> [EXERCISE DESCRIPTION]: Pull every line from the records that has the word "anotherpreservedvar" in it.

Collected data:
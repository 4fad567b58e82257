//! Built-in defaults (layer 1)

use serde::{Deserialize, Serialize};

pub const DEFAULT_MAXIMUM_PHP_VERSION: &str = "5.6";
pub const DEFAULT_MINIMUM_PHP_VERSION: &str = "5.5";

/// Built-in default settings
#[derive(Debug, Clone, Serialize, Deserialize)]
pub struct BuiltinDefaults {
    /// PHP versions to test against (default: 5.6, 5.5)
    pub php_versions: Vec<String>,

    /// Travis distribution (default: "trusty")
    pub distribution: String,

    /// Use the container infrastructure, `sudo: false` (default: false)
    pub sudo_false: bool,

    /// Always add PHP test jobs for plugins (default: false)
    pub force_php_tests: bool,

    /// Always add UI test jobs for plugins (default: false)
    pub force_ui_tests: bool,

    /// Services started for every job
    pub services: Vec<String>,

    /// Apt packages installed for every job
    pub apt_packages: Vec<String>,
}

impl Default for BuiltinDefaults {
    fn default() -> Self {
        Self {
            php_versions: vec![
                DEFAULT_MAXIMUM_PHP_VERSION.to_string(),
                DEFAULT_MINIMUM_PHP_VERSION.to_string(),
            ],
            distribution: "trusty".to_string(),
            sudo_false: false,
            force_php_tests: false,
            force_ui_tests: false,
            services: vec!["mysql".to_string(), "redis-server".to_string()],
            apt_packages: vec![
                "ttf-mscorefonts-installer".to_string(),
                "imagemagick".to_string(),
            ],
        }
    }
}

impl BuiltinDefaults {
    /// Convert to JSON Value for merging
    pub fn to_value(&self) -> serde_json::Value {
        serde_json::json!({
            "php_versions": self.php_versions,
            "distribution": self.distribution,
            "sudo_false": self.sudo_false,
            "force_php_tests": self.force_php_tests,
            "force_ui_tests": self.force_ui_tests,
            "extra_global_env": [],
            "services": self.services,
            "apt_packages": self.apt_packages,
        })
    }
}
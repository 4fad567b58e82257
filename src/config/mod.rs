//! Generator settings
//!
//! Settings are merged from three layers, last wins:
//! 1. Built-in defaults
//! 2. Repo config (`<repo>/.travis-yml.toml`)
//! 3. CLI flags

mod defaults;
mod effective;
mod merge;

pub use defaults::BuiltinDefaults;
pub use effective::{
    ConfigError, ConfigOrigin, ConfigSource, EffectiveSettings, GeneratorSettings,
    KNOWN_DISTRIBUTIONS, REPO_CONFIG_FILE,
};
pub use merge::{deep_merge, merge_layers};
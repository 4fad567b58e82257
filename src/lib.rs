//! travis-scripts - .travis.yml generation for the analytics platform
//!
//! Generates the `.travis.yml` of the platform, of its plugins and of the
//! tests-plugins repository. Hand-maintained `env`, `matrix` and unknown
//! sections of an existing file survive regeneration.

pub mod config;
pub mod document;
pub mod generator;
pub mod summary;
pub mod view;

pub use config::{ConfigError, EffectiveSettings, GeneratorSettings};
pub use document::{Document, DocumentError, Section};
pub use generator::{GenerateError, GenerateOptions, Generation, Generator, Target};
pub use summary::GenerationSummary;
pub use view::{render, Block, FragmentLookup, Fragments, GeneratedValues, NoFragments, Rendered};
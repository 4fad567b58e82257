//! Machine-readable reports of a generation run

mod generation;

pub use generation::{GenerationSummary, GENERATION_SUMMARY_SCHEMA_ID, GENERATION_SUMMARY_SCHEMA_VERSION};
//! Quality checks for plugin repositories.
//!
//! Inspects a plugin checkout (tests, screenshots, `plugin.json`, file
//! headers) and reports one finding per check instead of stopping at the
//! first problem.

mod checks;
mod files;
mod policy;
mod report;

pub use checks::CHECKS;
pub use files::{is_ui_file, PluginFiles};
pub use policy::{field_matches, Publisher, CLOSED_SOURCE_HEADER, OPEN_SOURCE_HEADER};
pub use report::{CheckStatus, Finding, QaReport, QA_REPORT_SCHEMA_ID};

use serde_json::Value;
use std::fs;
use std::path::PathBuf;

/// Setup errors; failed checks are findings, not errors
#[derive(Debug, thiserror::Error)]
pub enum QaError {
    #[error("Cannot find plugin directory at '{0}'")]
    MissingPluginDir(PathBuf),

    #[error("plugin.json does not exist in '{0}'")]
    MissingManifest(PathBuf),

    #[error("plugin.json is either empty or invalid JSON: {0}")]
    InvalidManifest(String),

    #[error("Repository slug must look like 'owner/repo', got '{0}'")]
    InvalidRepoSlug(String),

    #[error("Cannot list plugin files: {0}")]
    Walk(String),

    #[error("Glob pattern error: {0}")]
    Glob(#[from] globset::Error),
}

/// What to check
#[derive(Debug, Clone)]
pub struct QaOptions {
    pub plugin_dir: PathBuf,
    pub plugin_name: String,
    /// `owner/repo`
    pub repo_slug: String,
    /// Repository description the `plugin.json` description must equal
    pub expected_description: Option<String>,
}

/// A loaded plugin, ready to be checked
#[derive(Debug)]
pub struct PluginQa {
    options: QaOptions,
    files: PluginFiles,
    manifest: Value,
    publisher: Publisher,
}

impl PluginQa {
    pub fn new(options: QaOptions) -> Result<Self, QaError> {
        if !options.plugin_dir.is_dir() {
            return Err(QaError::MissingPluginDir(options.plugin_dir));
        }

        let mut slug = options.repo_slug.splitn(2, '/');
        let (owner, repo) = (slug.next().unwrap_or_default(), slug.next().unwrap_or_default());
        if owner.is_empty() || repo.is_empty() {
            return Err(QaError::InvalidRepoSlug(options.repo_slug));
        }
        let publisher = Publisher::from_slug(&options.repo_slug);

        let manifest_path = options.plugin_dir.join("plugin.json");
        let contents = fs::read_to_string(&manifest_path)
            .map_err(|_| QaError::MissingManifest(options.plugin_dir.clone()))?;
        let manifest: Value = serde_json::from_str(&contents)
            .map_err(|e| QaError::InvalidManifest(e.to_string()))?;
        if manifest.as_object().map_or(true, |m| m.is_empty()) {
            return Err(QaError::InvalidManifest("expected a non-empty object".to_string()));
        }

        let files = PluginFiles::scan(&options.plugin_dir)?;

        Ok(Self {
            options,
            files,
            manifest,
            publisher,
        })
    }

    pub fn options(&self) -> &QaOptions {
        &self.options
    }

    pub fn files(&self) -> &PluginFiles {
        &self.files
    }

    pub fn manifest(&self) -> &Value {
        &self.manifest
    }

    pub fn publisher(&self) -> Publisher {
        self.publisher
    }

    /// Run every check
    pub fn run(&self) -> QaReport {
        let findings = CHECKS.iter().map(|(_, check)| check(self)).collect();
        QaReport::new(&self.options.plugin_name, findings)
    }
}
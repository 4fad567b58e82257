//! Freshly computed section bodies

use std::collections::BTreeMap;

/// Body of a generated section
#[derive(Debug, Clone, PartialEq, Eq)]
pub enum Block {
    /// Written inline: `name: value`
    Scalar(String),

    /// Written below the key, each line indented by two spaces.
    /// Lines are relative to the section's own indentation.
    Lines(Vec<String>),
}

impl Block {
    pub fn scalar(value: impl Into<String>) -> Self {
        Block::Scalar(value.into())
    }

    pub fn lines<I, S>(lines: I) -> Self
    where
        I: IntoIterator<Item = S>,
        S: Into<String>,
    {
        Block::Lines(lines.into_iter().map(Into::into).collect())
    }

    /// A YAML sequence, one `- item` line per entry
    pub fn list<I, S>(items: I) -> Self
    where
        I: IntoIterator<Item = S>,
        S: AsRef<str>,
    {
        Block::Lines(
            items
                .into_iter()
                .map(|item| format!("- {}", item.as_ref()))
                .collect(),
        )
    }

    /// The body as lines, without indentation
    pub fn to_lines(&self) -> Vec<String> {
        match self {
            Block::Scalar(value) => vec![value.clone()],
            Block::Lines(lines) => lines.clone(),
        }
    }

    /// The body joined with newlines, without indentation
    pub fn body(&self) -> String {
        self.to_lines().join("\n")
    }

    /// Append `name:` and the body to `out`, followed by a blank line
    pub fn write(&self, name: &str, out: &mut String) {
        match self {
            Block::Scalar(value) => {
                out.push_str(name);
                out.push_str(": ");
                out.push_str(value);
                out.push('\n');
            }
            Block::Lines(lines) => {
                out.push_str(name);
                out.push_str(":\n");
                for line in lines {
                    if !line.is_empty() {
                        out.push_str("  ");
                        out.push_str(line);
                    }
                    out.push('\n');
                }
            }
        }
        out.push('\n');
    }
}

/// Section name to computed body, for generated sections and the
/// defaults of the preserved ones
#[derive(Debug, Clone, Default, PartialEq, Eq)]
pub struct GeneratedValues {
    sections: BTreeMap<String, Block>,
}

impl GeneratedValues {
    pub fn new() -> Self {
        Self::default()
    }

    pub fn set(&mut self, name: impl Into<String>, block: Block) -> &mut Self {
        self.sections.insert(name.into(), block);
        self
    }

    pub fn with(mut self, name: impl Into<String>, block: Block) -> Self {
        self.set(name, block);
        self
    }

    pub fn get(&self, name: &str) -> Option<&Block> {
        self.sections.get(name)
    }

    pub fn names(&self) -> impl Iterator<Item = &str> {
        self.sections.keys().map(String::as_str)
    }
}
//! Splits an existing .travis.yml into raw top-level sections
//!
//! The whole file is parsed with a real YAML parser first and the keys of
//! its top-level mapping are the authoritative section list. Section bodies
//! are never reinterpreted: a section runs from the text after `name:` up to
//! the next top-level key line. If the key lines found in the text do not
//! match the mapping keys the document is rejected rather than losing a
//! section.

use regex_lite::{Captures, Regex};
use serde_yaml::{Mapping, Value};
use sha2::{Digest, Sha256};
use std::fs;
use std::path::Path;
use std::sync::OnceLock;

use super::{Document, DocumentError, Section};

const BOM: char = '\u{feff}';

/// A top-level key line: plain, `"double"` or `'single'` quoted key,
/// optional blanks, then `:` followed by a blank or the end of the line
fn key_pattern() -> &'static Regex {
    static PATTERN: OnceLock<Regex> = OnceLock::new();
    PATTERN.get_or_init(|| {
        Regex::new(
            r#"^(?:"((?:[^"\\]|\\.)*)"|'((?:[^']|'')*)'|([^\s#'"{}\[\],&*!|>%@`?:-][^:#]*?|-[^\s:#][^:#]*?))[ \t]*:(\s|$)"#,
        )
        .expect("valid top-level key pattern")
    })
}

/// Read a document from disk, keeping the digest of its contents.
/// A missing file is an empty document.
pub fn read(path: &Path) -> Result<Document, DocumentError> {
    if !path.exists() {
        return Ok(Document::empty());
    }

    let text = fs::read_to_string(path).map_err(|source| DocumentError::Io {
        path: path.display().to_string(),
        source,
    })?;

    let digest = hex::encode(Sha256::digest(text.as_bytes()));
    Ok(parse(&text)?.with_digest(digest))
}

/// Parse document text into its top-level sections
pub fn parse(text: &str) -> Result<Document, DocumentError> {
    let text = text.strip_prefix(BOM).unwrap_or(text);
    if !has_content(text) {
        return Ok(Document::empty());
    }

    let Some(mapping) = parse_mapping(text)? else {
        return Ok(Document::empty());
    };
    let keys = mapping_keys(&mapping)?;

    let sections = split_sections(text);
    if sections.is_empty() && !keys.is_empty() && is_flow_mapping(text) {
        return Ok(Document::from_sections(flow_sections(&mapping)?));
    }

    let names: Vec<&str> = sections.iter().map(|s| s.name.as_str()).collect();
    if names != keys.iter().map(String::as_str).collect::<Vec<_>>() {
        return Err(DocumentError::Parse(format!(
            "cannot locate every top-level key: the document defines [{}] but key lines were found for [{}]",
            keys.join(", "),
            names.join(", ")
        )));
    }

    Ok(Document::from_sections(sections))
}

/// False for files holding only blank lines and comments
fn has_content(text: &str) -> bool {
    text.lines().any(|line| {
        let line = line.trim();
        !line.is_empty() && !line.starts_with('#')
    })
}

fn parse_mapping(text: &str) -> Result<Option<Mapping>, DocumentError> {
    let value: Value = serde_yaml::from_str(text).map_err(|e| DocumentError::Parse(e.to_string()))?;

    match value {
        Value::Mapping(mapping) => Ok(Some(mapping)),
        Value::Null => Ok(None),
        other => Err(DocumentError::Parse(format!(
            "top level must be a mapping, found {}",
            value_kind(&other)
        ))),
    }
}

fn value_kind(value: &Value) -> &'static str {
    match value {
        Value::Null => "null",
        Value::Bool(_) => "a boolean",
        Value::Number(_) => "a number",
        Value::String(_) => "a string",
        Value::Sequence(_) => "a sequence",
        Value::Mapping(_) => "a mapping",
        Value::Tagged(_) => "a tagged value",
    }
}

/// Top-level keys in document order, as the text a key line spells them
fn mapping_keys(mapping: &Mapping) -> Result<Vec<String>, DocumentError> {
    mapping
        .keys()
        .map(|key| match key {
            Value::String(s) => Ok(s.clone()),
            Value::Number(n) => Ok(n.to_string()),
            Value::Bool(b) => Ok(b.to_string()),
            other => Err(DocumentError::Parse(format!(
                "unsupported top-level key: {}",
                value_kind(other)
            ))),
        })
        .collect()
}

fn is_flow_mapping(text: &str) -> bool {
    text.lines()
        .map(str::trim_start)
        .find(|line| !line.is_empty() && !line.starts_with('#') && *line != "---")
        .is_some_and(|line| line.starts_with('{'))
}

/// Sections of a `{key: value, ...}` document, each value re-emitted in block style
fn flow_sections(mapping: &Mapping) -> Result<Vec<Section>, DocumentError> {
    let keys = mapping_keys(mapping)?;
    keys.into_iter()
        .zip(mapping.values())
        .map(|(name, value)| Ok(Section::new(name, block_body(value)?)))
        .collect()
}

fn block_body(value: &Value) -> Result<String, DocumentError> {
    let emitted = serde_yaml::to_string(value).map_err(|e| DocumentError::Parse(e.to_string()))?;
    let mut lines = emitted.trim_end().lines();
    let collection = match value {
        Value::Mapping(m) => !m.is_empty(),
        Value::Sequence(s) => !s.is_empty(),
        _ => false,
    };

    let mut raw = String::new();
    if !collection {
        raw.push(' ');
        raw.push_str(lines.next().unwrap_or_default());
    }
    for line in lines {
        raw.push_str("\n  ");
        raw.push_str(line);
    }
    raw.push('\n');
    Ok(raw)
}

fn split_sections(text: &str) -> Vec<Section> {
    let mut sections = Vec::new();
    let mut current: Option<Section> = None;

    for line in text.split_inclusive('\n') {
        if let Some((name, rest)) = top_level_key(line) {
            if let Some(done) = current.take() {
                sections.push(done);
            }
            current = Some(Section::new(name, rest));
        } else if let Some(section) = current.as_mut() {
            section.raw.push_str(line);
        }
        // Lines before the first key (header comments, `---`) belong to no section
    }

    sections.extend(current);
    sections
}

fn top_level_key(line: &str) -> Option<(String, &str)> {
    let captures = key_pattern().captures(line)?;
    let name = key_name(&captures)?;
    // Everything after the ':'
    let colon = captures.get(4)?.start();
    Some((name, &line[colon..]))
}

fn key_name(captures: &Captures) -> Option<String> {
    if let Some(double) = captures.get(1) {
        return Some(unescape_double_quoted(double.as_str()));
    }
    if let Some(single) = captures.get(2) {
        return Some(single.as_str().replace("''", "'"));
    }
    captures.get(3).map(|plain| plain.as_str().trim_end().to_string())
}

fn unescape_double_quoted(key: &str) -> String {
    let mut out = String::with_capacity(key.len());
    let mut chars = key.chars();
    while let Some(c) = chars.next() {
        if c != '\\' {
            out.push(c);
            continue;
        }
        match chars.next() {
            Some('n') => out.push('\n'),
            Some('t') => out.push('\t'),
            Some(other) => out.push(other),
            None => out.push('\\'),
        }
    }
    out
}

#[cfg(test)]
mod tests {
    use super::*;

    const EXISTING: &str = "\
# header comment, not part of any section
language: php

custom_section:
  - this will be preserved
  # as should this

env:
  global:
    - PRESERVED_VAR=123
    - secure: anotherpreservedvar

notifications:
  # another section
  - a
  - b
  - c
";

    #[test]
    fn test_sections_in_order() {
        let doc = parse(EXISTING).unwrap();
        assert_eq!(
            doc.names(),
            vec!["language", "custom_section", "env", "notifications"]
        );
    }

    #[test]
    fn test_raw_bodies_are_verbatim() {
        let doc = parse(EXISTING).unwrap();

        assert_eq!(doc.get("language").unwrap().raw, " php\n\n");
        assert_eq!(
            doc.get("custom_section").unwrap().raw,
            "\n  - this will be preserved\n  # as should this\n\n"
        );
        assert_eq!(
            doc.get("notifications").unwrap().to_source(),
            "notifications:\n  # another section\n  - a\n  - b\n  - c\n"
        );
    }

    #[test]
    fn test_env_content() {
        let doc = parse(EXISTING).unwrap();
        assert_eq!(
            doc.get("env").unwrap().content(),
            "global:\n    - PRESERVED_VAR=123\n    - secure: anotherpreservedvar"
        );
    }

    #[test]
    fn test_column_zero_lines_stay_in_section() {
        let text = "script:\n- one\n# trailing note\n- two\nsudo: false\n";
        let doc = parse(text).unwrap();

        assert_eq!(doc.get("script").unwrap().raw, "\n- one\n# trailing note\n- two\n");
        assert_eq!(doc.get("sudo").unwrap().raw, " false\n");
    }

    #[test]
    fn test_last_section_without_newline() {
        let doc = parse("a: 1\nb: 2").unwrap();
        assert_eq!(doc.get("b").unwrap().raw, " 2");
    }

    #[test]
    fn test_nested_keys_are_not_sections() {
        let doc = parse("matrix:\n  exclude:\n    - php: 5.5\n").unwrap();
        assert_eq!(doc.names(), vec!["matrix"]);
    }

    #[test]
    fn test_empty_and_comment_only_text() {
        assert!(parse("").unwrap().is_empty());
        assert!(parse("# nothing here\n\n").unwrap().is_empty());
    }

    #[test]
    fn test_invalid_yaml_is_rejected() {
        let result = parse("env:\n  global: [unclosed\nsudo: false\n");
        assert!(matches!(result, Err(DocumentError::Parse(_))));
    }

    #[test]
    fn test_non_mapping_top_level_is_rejected() {
        let err = parse("- a\n- b\n").unwrap_err();
        assert!(err.to_string().contains("mapping"));
    }

    #[test]
    fn test_unknown_sections_are_accepted() {
        let doc = parse("whatever_this_is:\n  nested:\n    deeply: true\n").unwrap();
        assert!(doc.contains("whatever_this_is"));
    }

    #[test]
    fn test_read_missing_file_is_empty() {
        let dir = tempfile::tempdir().unwrap();
        let doc = read(&dir.path().join(".travis.yml")).unwrap();
        assert!(doc.is_empty());
    }

    #[test]
    fn test_read_existing_file() {
        let dir = tempfile::tempdir().unwrap();
        let path = dir.path().join(".travis.yml");
        fs::write(&path, EXISTING).unwrap();

        let doc = read(&path).unwrap();
        assert_eq!(doc.len(), 4);
    }

    #[test]
    fn test_quoted_keys() {
        let doc = parse("install:\n  - old\n\"notifications\":\n  email: false\n'env':\n  - A=1\n").unwrap();

        assert_eq!(doc.names(), vec!["install", "notifications", "env"]);
        assert_eq!(doc.get("install").unwrap().raw, "\n  - old\n");
        assert_eq!(doc.get("notifications").unwrap().content(), "email: false");
        assert_eq!(doc.get("env").unwrap().content(), "- A=1");
    }

    #[test]
    fn test_blank_before_colon() {
        let doc = parse("language: php\nenv :\n  global:\n    - PRESERVED=1\n").unwrap();

        assert_eq!(doc.names(), vec!["language", "env"]);
        assert_eq!(doc.get("env").unwrap().content(), "global:\n    - PRESERVED=1");
    }

    #[test]
    fn test_leading_byte_order_mark() {
        let doc = parse("\u{feff}env:\n  global:\n    - PRESERVED=1\nsudo: false\n").unwrap();

        assert_eq!(doc.names(), vec!["env", "sudo"]);
        assert_eq!(doc.get("env").unwrap().content(), "global:\n    - PRESERVED=1");
    }

    #[test]
    fn test_flow_style_document() {
        let doc = parse("{env: {global: [PRESERVED=1]}, custom: 1}").unwrap();

        assert_eq!(doc.names(), vec!["env", "custom"]);
        assert_eq!(doc.get("env").unwrap().content(), "global:\n  - PRESERVED=1");
        assert_eq!(doc.get("custom").unwrap().raw, " 1\n");

        // the re-emitted sections read back the same
        let source: String = doc.sections().iter().map(Section::to_source).collect();
        assert_eq!(parse(&source).unwrap().sections(), doc.sections());
    }

    #[test]
    fn test_unlocatable_key_is_rejected() {
        let err = parse("language: php\n? [complex, key]\n: value\n").unwrap_err();
        assert!(matches!(err, DocumentError::Parse(_)));
    }

    #[test]
    fn test_read_records_digest() {
        let dir = tempfile::tempdir().unwrap();
        let path = dir.path().join(".travis.yml");
        fs::write(&path, "sudo: false\n").unwrap();

        let digest = read(&path).unwrap().digest().unwrap().to_string();
        assert_eq!(digest.len(), 64);
        assert!(parse("sudo: false\n").unwrap().digest().is_none());

        fs::write(&path, "sudo: required\n").unwrap();
        assert_ne!(read(&path).unwrap().digest(), Some(digest.as_str()));
    }
}
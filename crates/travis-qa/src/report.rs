//! Check findings

use serde::{Deserialize, Serialize};

/// Schema identifier for the JSON report
pub const QA_REPORT_SCHEMA_ID: &str = "travis-qa/report@1";

/// Outcome of a single check
#[derive(Debug, Clone, Copy, Serialize, Deserialize, PartialEq, Eq)]
#[serde(rename_all = "lowercase")]
pub enum CheckStatus {
    Pass,
    Fail,
    /// The check does not apply to this plugin
    Skip,
}

impl CheckStatus {
    pub fn as_str(&self) -> &'static str {
        match self {
            CheckStatus::Pass => "pass",
            CheckStatus::Fail => "fail",
            CheckStatus::Skip => "skip",
        }
    }
}

#[derive(Debug, Clone, Serialize, Deserialize, PartialEq, Eq)]
pub struct Finding {
    /// Check identifier, e.g. `php-headers`
    pub check: String,
    pub status: CheckStatus,
    pub message: String,
}

impl Finding {
    pub fn pass(check: &str, message: impl Into<String>) -> Self {
        Self::new(check, CheckStatus::Pass, message)
    }

    pub fn fail(check: &str, message: impl Into<String>) -> Self {
        Self::new(check, CheckStatus::Fail, message)
    }

    pub fn skip(check: &str, message: impl Into<String>) -> Self {
        Self::new(check, CheckStatus::Skip, message)
    }

    fn new(check: &str, status: CheckStatus, message: impl Into<String>) -> Self {
        Self {
            check: check.to_string(),
            status,
            message: message.into(),
        }
    }
}

/// All findings for one plugin
#[derive(Debug, Clone, Serialize, Deserialize)]
pub struct QaReport {
    pub schema_id: String,
    pub plugin: String,
    pub findings: Vec<Finding>,
}

impl QaReport {
    pub fn new(plugin: impl Into<String>, findings: Vec<Finding>) -> Self {
        Self {
            schema_id: QA_REPORT_SCHEMA_ID.to_string(),
            plugin: plugin.into(),
            findings,
        }
    }

    /// No finding failed
    pub fn passed(&self) -> bool {
        self.failures().next().is_none()
    }

    pub fn failures(&self) -> impl Iterator<Item = &Finding> {
        self.findings.iter().filter(|f| f.status == CheckStatus::Fail)
    }

    pub fn to_human(&self) -> String {
        let mut out = String::new();
        for finding in &self.findings {
            out.push_str(&format!(
                "[{}] {}: {}\n",
                finding.status.as_str(),
                finding.check,
                finding.message
            ));
        }
        let failed = self.failures().count();
        if failed == 0 {
            out.push_str(&format!("{}: all checks passed\n", self.plugin));
        } else {
            out.push_str(&format!("{}: {} check(s) failed\n", self.plugin, failed));
        }
        out
    }

    pub fn to_json(&self) -> Result<String, serde_json::Error> {
        serde_json::to_string_pretty(self)
    }
}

> [ANSWER TO THE EXERCISE]:
    - secure: anotherpreservedvar
            "global:\n    - PRESERVED_VAR=123\n    - secure: anotherpreservedvar"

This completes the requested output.